After decades of bitter conflict with Western nations, Col. Gadhafi astonished everyone by forging a rapprochement with the United States and Britain. In 2003, his regime took responsibility for the Pan Am bombing and promised compensation to the families of the victims, setting the stage for the lifting of UN sanctions against Libya. He pledged to stop sponsoring any wars or acts of terrorism. He also agreed to dismantle Libya's entire inventory of weapons of mass destruction.

It was a shrewd move. It ended his isolation, eased the foreign pressure against him, and allowed him to extend his rule for many more years. The West normalized its relations with Libya, and the triumphant dictator was able to hold meetings with British leaders Tony Blair and Gordon Brown, along with Italian Prime Minister Silvio Berlusconi and others. Not coincidentally, Western business executives were soon descending on Libya in hopes of making money from the oil-rich state.

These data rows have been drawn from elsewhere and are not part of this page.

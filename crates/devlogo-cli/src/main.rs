//! devlogo - red-tinted "dev" logo generator
//!
//! Rotates the cyan/blue hues of a PNG logo toward red while keeping
//! whites, dark details and transparency intact.

use anyhow::{Context, Result};
use clap::{ArgAction, Parser};
use std::path::PathBuf;
use tracing_subscriber::EnvFilter;

mod commands;

#[derive(Parser)]
#[command(name = "devlogo")]
#[command(author, version, about = "Generate a red-tinted dev variant of a PNG logo")]
#[command(long_about = "
Generate a red-tinted \"dev\" variant of a PNG logo.

Cyan and blue hues (120-260 degrees) are rotated into a red band wrapping
through 0 degrees and slightly saturated. Whites, near-black details and
transparent pixels are left alone. The result is always written as RGBA.

Examples:
  devlogo                               # logo.png -> logo-dev.png
  devlogo icon.png icon-dev.png         # Explicit paths
  devlogo -vv icon.png out.png          # Debug logging
  RUST_LOG=devlogo_ops=trace devlogo    # Fine-grained log filter
")]
struct Cli {
    /// Source PNG
    #[arg(default_value = "logo.png")]
    source: PathBuf,

    /// Destination PNG
    #[arg(default_value = "logo-dev.png")]
    dest: PathBuf,

    /// Verbose output (-v info, -vv debug, -vvv trace)
    #[arg(short, long, action = ArgAction::Count)]
    verbose: u8,

    /// Number of threads (0 = auto)
    #[arg(short = 'j', long, default_value = "0")]
    threads: usize,
}

/// Installs the stderr log subscriber. `RUST_LOG` wins over `-v`.
fn init_logging(verbose: u8) {
    let level = match verbose {
        0 => "warn",
        1 => "info",
        2 => "debug",
        _ => "trace",
    };
    let filter = EnvFilter::try_from_default_env().unwrap_or_else(|_| EnvFilter::new(level));
    tracing_subscriber::fmt()
        .with_env_filter(filter)
        .with_writer(std::io::stderr)
        .with_target(false)
        .init();
}

fn main() -> Result<()> {
    let cli = Cli::parse();
    init_logging(cli.verbose);

    // Configure thread pool
    if cli.threads > 0 {
        rayon::ThreadPoolBuilder::new()
            .num_threads(cli.threads)
            .build_global()
            .context("Failed to configure thread pool")?;
    }

    commands::generate::run(&cli.source, &cli.dest)
}
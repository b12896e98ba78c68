//! Parallel recolor pass using Rayon.
//!
//! Pixels are independent, so the buffer is split into row-sized chunks and
//! each chunk is transformed with the same per-pixel code as the sequential
//! pass. Output is bit-identical to [`crate::recolor_sequential`].
//!
//! # Example
//!
//! ```rust
//! use devlogo_core::RgbaImage;
//! use devlogo_ops::{parallel, recolor_sequential};
//!
//! let src = RgbaImage::from_fn(64, 64, |x, y| [x as u8 * 4, y as u8 * 4, 255, 255]);
//! let mut par = src.clone();
//! parallel::recolor_in_place_par(&mut par);
//! assert_eq!(par, recolor_sequential(&src));
//! ```

use devlogo_core::{CHANNELS, RgbaImage};
use rayon::prelude::*;

use crate::RecolorStats;
use crate::recolor::recolor_slice;

/// Pixels per work item. Small images still get a few chunks.
const CHUNK_PIXELS: usize = 4096;

/// Transforms an interleaved RGBA8 buffer in place across the rayon pool.
pub(crate) fn recolor_slice_par(data: &mut [u8]) -> usize {
    data.par_chunks_mut(CHUNK_PIXELS * CHANNELS)
        .map(recolor_slice)
        .sum()
}

/// Transforms `image` in place on the rayon pool.
pub fn recolor_in_place_par(image: &mut RgbaImage) -> RecolorStats {
    let recolored = recolor_slice_par(image.as_raw_mut());
    RecolorStats {
        total: image.pixel_count(),
        recolored,
    }
}
//! Hue bands.
//!
//! A [`HueBand`] is an arc on the hue circle running counter-clockwise from
//! `start` to `end` (degrees). When `end < start` the arc wraps through 0°.
//!
//! ```rust
//! use devlogo_ops::HueBand;
//!
//! let blues = HueBand::new(120.0, 260.0);
//! let reds = HueBand::new(345.0, 15.0);
//!
//! assert_eq!(blues.span(), 140.0);
//! assert_eq!(reds.span(), 30.0);
//! assert_eq!(blues.remap(120.0, reds), 345.0);
//! assert_eq!(blues.remap(260.0, reds), 15.0);
//! ```

/// A contiguous arc of hue angles, in degrees.
#[derive(Debug, Clone, Copy, PartialEq)]
pub struct HueBand {
    /// First hue of the band.
    pub start: f64,
    /// Last hue of the band. May be less than `start` for a wrapping band.
    pub end: f64,
}

impl HueBand {
    /// Creates a band from `start` to `end`.
    pub const fn new(start: f64, end: f64) -> Self {
        Self { start, end }
    }

    /// Returns `true` if the band crosses 0°/360°.
    #[inline]
    pub fn wraps(&self) -> bool {
        self.end < self.start
    }

    /// Angular width of the band in degrees, `[0, 360)`.
    #[inline]
    pub fn span(&self) -> f64 {
        (self.end + 360.0 - self.start).rem_euclid(360.0)
    }

    /// Inclusive containment test on both ends.
    #[inline]
    pub fn contains(&self, hue: f64) -> bool {
        if self.wraps() {
            hue >= self.start || hue <= self.end
        } else {
            hue >= self.start && hue <= self.end
        }
    }

    /// Position of `hue` inside the band, `0` at `start` and `1` at `end`.
    ///
    /// A zero-width band (`start == end`) maps every hue to `0`.
    #[inline]
    pub fn position(&self, hue: f64) -> f64 {
        let span = self.span();
        if span == 0.0 {
            return 0.0;
        }
        (hue - self.start).rem_euclid(360.0) / span
    }

    /// Hue at position `t` along the band, wrapped into `[0, 360)`.
    #[inline]
    pub fn lerp(&self, t: f64) -> f64 {
        (self.start + t * self.span()).rem_euclid(360.0)
    }

    /// Linearly maps `hue` from this band onto `target`.
    #[inline]
    pub fn remap(&self, hue: f64, target: HueBand) -> f64 {
        target.lerp(self.position(hue))
    }
}
//! Dev logo generation: load, recolor, save.

use anyhow::Result;
use std::path::Path;
use tracing::info;

use super::{load_image, save_image};

/// Recolors `source` and writes the result to `dest`.
pub fn run(source: &Path, dest: &Path) -> Result<()> {
    let mut image = load_image(source)?;
    info!(
        width = image.width(),
        height = image.height(),
        "Loaded {}",
        source.display()
    );

    let stats = devlogo_ops::recolor_in_place(&mut image);
    info!(
        recolored = stats.recolored,
        total = stats.total,
        "Recolored {:.1}% of pixels",
        stats.ratio() * 100.0
    );

    save_image(dest, &image)?;
    println!("Generated {}", dest.display());

    Ok(())
}
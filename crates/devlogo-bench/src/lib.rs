//! Benchmark fixtures for devlogo.

use devlogo_core::RgbaImage;

/// Synthetic logo: a blue/cyan gradient disc on a transparent background
/// with a white ring and a dark center.
pub fn synthetic_logo(size: u32) -> RgbaImage {
    let c = size as f32 / 2.0;
    RgbaImage::from_fn(size, size, |x, y| {
        let dx = x as f32 - c;
        let dy = y as f32 - c;
        let r = (dx * dx + dy * dy).sqrt() / c;
        if r > 1.0 {
            [0, 0, 0, 0]
        } else if r > 0.9 {
            [255, 255, 255, 255]
        } else if r < 0.1 {
            [8, 8, 16, 255]
        } else {
            let t = (x as f32 / size as f32 * 255.0) as u8;
            [0, t, 255, 255]
        }
    })
}
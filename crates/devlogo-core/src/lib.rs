//! # devlogo-core
//!
//! Core types shared by the devlogo crates.
//!
//! - [`RgbaImage`] - Owned 8-bit RGBA pixel grid
//! - [`Error`], [`Result`] - Error handling for grid construction and access
//!
//! ## Crate Structure
//!
//! ```text
//! devlogo-core (this crate)
//!    ^
//!    |
//!    +-- devlogo-color (HSV conversion)
//!    +-- devlogo-ops (recolor transform)
//!    +-- devlogo-io (PNG read/write)
//!    +-- devlogo-cli
//! ```

#![warn(missing_docs)]
#![warn(rustdoc::missing_crate_level_docs)]

pub mod error;
pub mod image;

pub use error::{Error, Result};
pub use image::{CHANNELS, RgbaImage};
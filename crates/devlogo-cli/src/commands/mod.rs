//! CLI command implementations

pub mod generate;

use anyhow::{Context, Result};
use devlogo_core::RgbaImage;
use std::path::Path;

/// Load image from path
pub fn load_image(path: &Path) -> Result<RgbaImage> {
    devlogo_io::read(path).with_context(|| format!("Failed to load: {}", path.display()))
}

/// Save image to path
pub fn save_image(path: &Path, image: &RgbaImage) -> Result<()> {
    devlogo_io::write(path, image).with_context(|| format!("Failed to save: {}", path.display()))
}
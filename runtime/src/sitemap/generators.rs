//! Per-category URL set generators.
//!
//! Each generator is a pure function of its input table and the generation
//! timestamp.

use super::catalog::StaticPage;
use super::sources::ContentRecord;
use super::types::{ChangeFreq, Priority, UrlRecord};
use chrono::{DateTime, Utc};

const CITY_PRIORITY: Priority = Priority::from_hundredths(80);
const CITY_SPECIALIZATION_PRIORITY: Priority = Priority::from_hundredths(70);
const SPECIALIZATION_PRIORITY: Priority = Priority::from_hundredths(80);
const CATEGORY_PRIORITY: Priority = Priority::from_hundredths(60);
const CATEGORY_SPECIALIZATION_PRIORITY: Priority = Priority::from_hundredths(70);
const SEARCH_PRIORITY: Priority = Priority::from_hundredths(60);
const HOSPITAL_PRIORITY: Priority = Priority::from_hundredths(60);
const CONTENT_PRIORITY: Priority = Priority::from_hundredths(70);

/// Fixed pages, all stamped with the generation time.
pub fn static_pages(pages: &[StaticPage], now: DateTime<Utc>) -> Vec<UrlRecord> {
    pages
        .iter()
        .map(|p| UrlRecord::page(p.path.to_string(), p.priority, p.changefreq, now))
        .collect()
}

/// `/{city}/doctors` for every city.
pub fn locations(cities: &[&str], now: DateTime<Utc>) -> Vec<UrlRecord> {
    cities
        .iter()
        .map(|city| {
            UrlRecord::page(
                format!("/{city}/doctors"),
                CITY_PRIORITY,
                ChangeFreq::Daily,
                now,
            )
        })
        .collect()
}

/// `/doctors/{specialization}` for every specialization.
pub fn specializations(specializations: &[&str], now: DateTime<Utc>) -> Vec<UrlRecord> {
    specializations
        .iter()
        .map(|spec| {
            UrlRecord::page(
                format!("/doctors/{spec}"),
                SPECIALIZATION_PRIORITY,
                ChangeFreq::Weekly,
                now,
            )
        })
        .collect()
}

/// City pages followed by every city × specialization pair.
///
/// Yields `cities + cities * specializations` records, grouped per city.
pub fn location_specializations(
    cities: &[&str],
    specializations: &[&str],
    now: DateTime<Utc>,
) -> Vec<UrlRecord> {
    let mut out = Vec::with_capacity(cities.len() * (specializations.len() + 1));
    for (city, page) in cities.iter().zip(locations(cities, now)) {
        out.push(page);
        for spec in specializations {
            out.push(UrlRecord::page(
                format!("/{city}/{spec}"),
                CITY_SPECIALIZATION_PRIORITY,
                ChangeFreq::Weekly,
                now,
            ));
        }
    }
    out
}

/// `/search?q={term}` with the term percent-encoded.
pub fn search_queries(terms: &[&str], now: DateTime<Utc>) -> Vec<UrlRecord> {
    terms
        .iter()
        .map(|term| {
            UrlRecord::page(
                format!("/search?q={}", encode_component(term)),
                SEARCH_PRIORITY,
                ChangeFreq::Weekly,
                now,
            )
        })
        .collect()
}

/// Blog category pages, then specialization listings again.
pub fn categories(
    blog_categories: &[&str],
    specializations: &[&str],
    now: DateTime<Utc>,
) -> Vec<UrlRecord> {
    let blog = blog_categories.iter().map(|slug| {
        UrlRecord::page(
            format!("/blog/category/{slug}"),
            CATEGORY_PRIORITY,
            ChangeFreq::Weekly,
            now,
        )
    });
    let doctors = specializations.iter().map(|spec| {
        UrlRecord::page(
            format!("/doctors/{spec}"),
            CATEGORY_SPECIALIZATION_PRIORITY,
            ChangeFreq::Weekly,
            now,
        )
    });
    blog.chain(doctors).collect()
}

/// `/hospitals`, then `/{city}/hospitals` per city.
pub fn hospitals(cities: &[&str], now: DateTime<Utc>) -> Vec<UrlRecord> {
    std::iter::once("/hospitals".to_string())
        .chain(cities.iter().map(|city| format!("/{city}/hospitals")))
        .map(|path| UrlRecord::page(path, HOSPITAL_PRIORITY, ChangeFreq::Weekly, now))
        .collect()
}

/// `/blog/{slug}` per published post.
pub fn blog_posts(records: &[ContentRecord], now: DateTime<Utc>) -> Vec<UrlRecord> {
    content_urls("/blog", records, now)
}

/// `/doctor/{slug}` per doctor profile.
pub fn doctor_profiles(records: &[ContentRecord], now: DateTime<Utc>) -> Vec<UrlRecord> {
    content_urls("/doctor", records, now)
}

fn content_urls(prefix: &str, records: &[ContentRecord], now: DateTime<Utc>) -> Vec<UrlRecord> {
    records
        .iter()
        .filter_map(|record| {
            let key = record.path_key()?;
            Some(UrlRecord::page(
                format!("{prefix}/{}", encode_component(key)),
                CONTENT_PRIORITY,
                ChangeFreq::Weekly,
                record.updated_at().unwrap_or(now),
            ))
        })
        .collect()
}

/// Percent-encode like `encodeURIComponent`: spaces become `%20`, not `+`.
pub fn encode_component(s: &str) -> String {
    // byte_serialize escapes a literal '+' as %2B, so any '+' left is a space.
    url::form_urlencoded::byte_serialize(s.as_bytes())
        .collect::<String>()
        .replace('+', "%20")
}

More recently, he gave a hero's welcome to the convicted Lockerbie bomber, Abdel Baset Ali al-Megrahi, when he was freed from a British jail. The welcome party infuriated the British government, yet Col. Gadhafi was able to maintain the diplomatic relations that he craved.


Throughout the four decades of his flamboyant career on the world stage, throughout all of the twists and turns of his foreign adventures, one thing remained constant: his brutal control of the Libyan people.

Even when the West was embracing him after his political rehabilitation, he wielded an unyielding iron hand at home. He maintained an absolutist police state, with no opposition brooked. The media were tightly controlled, and dissenters were eliminated. By law, no ideology except his own was permitted.

Hundreds of Libyans were imprisoned for daring to question his rule, and many were executed, human-rights groups said. Torture and disappearances were also common.

These were the brutal tactics that brought him to power and kept him in power. Today, these are the blood-soaked tactics that he is wielding again, in a desperate attempt to survive. The question is whether those ruthless methods will be enough to defeat the mounting revolt against him.